**ABOUT THIS EXERCISE**
Your whole answer should be the number of lines in the material below that include the word "ChannelDescriptor".

**RAW DATA**
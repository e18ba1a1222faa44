use crate::book::BookUpdate;
use serde_json::Value;
use xf_types::{
    ChannelDescriptor, ChannelId, ChannelKind, Credentials, Error, Exchange, OrderOp, Payload,
    Result,
};

/// What a subscription acknowledgement or rejection says it is about.
#[derive(Clone, Debug, PartialEq)]
pub struct Ack {
    pub kind: ChannelKind,
    pub symbol: String,
    pub timeframe: Option<String>,
}

/// One decoded inbound frame.
#[derive(Debug)]
pub enum Inbound {
    Heartbeat,
    Subscribed { ack: Ack, id: ChannelId },
    Rejected { ack: Option<Ack>, reason: String },
    Unsubscribed { id: ChannelId },
    Data { id: ChannelId, data: Value },
    Account { id: ChannelId, payloads: Vec<Payload> },
    Authenticated,
    AuthFailed(String),
    Info(String),
}

#[derive(Debug)]
pub enum Update {
    Payload(Payload),
    Book(BookUpdate),
    Ignore,
}

/// The wire-specific half of an exchange connection.
pub trait Protocol: Send + 'static {
    fn exchange(&self) -> Exchange;

    fn url(&self) -> &str;

    /// Kinds the exchange does not stream are served by the REST poller.
    fn streams(&self, kind: ChannelKind) -> bool;

    /// Whether the transport may reconnect on its own. When false a dropped socket
    /// stays down until `reconnect()`.
    fn auto_reconnect(&self) -> bool {
        true
    }

    fn subscribe_packet(&self, descriptor: &ChannelDescriptor) -> Result<String>;

    /// `descriptor` is `None` when unsubscribing a channel this connection never
    /// registered.
    fn unsubscribe_packet(
        &self,
        id: &ChannelId,
        descriptor: Option<&ChannelDescriptor>,
    ) -> Option<String>;

    fn auth_packet(&self, _credentials: &Credentials) -> Result<Option<String>> {
        Ok(None)
    }

    fn order_packets(&self, _ops: &[OrderOp]) -> Result<Vec<String>> {
        Err(Error::Unsupported(format!(
            "order pass-through on {}",
            self.exchange()
        )))
    }

    fn decode(&self, text: &str) -> Result<Inbound>;

    fn matches_ack(&self, ack: &Ack, pending: &ChannelDescriptor) -> bool {
        ack.kind == pending.kind()
            && ack.symbol == pending.market().ws_id
            && (ack.kind != ChannelKind::Candles || ack.timeframe.as_deref() == pending.timeframe())
    }

    fn transform(&self, descriptor: &ChannelDescriptor, data: Value) -> Result<Update>;
}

**SOLUTION TO THIS PROBLEM**
5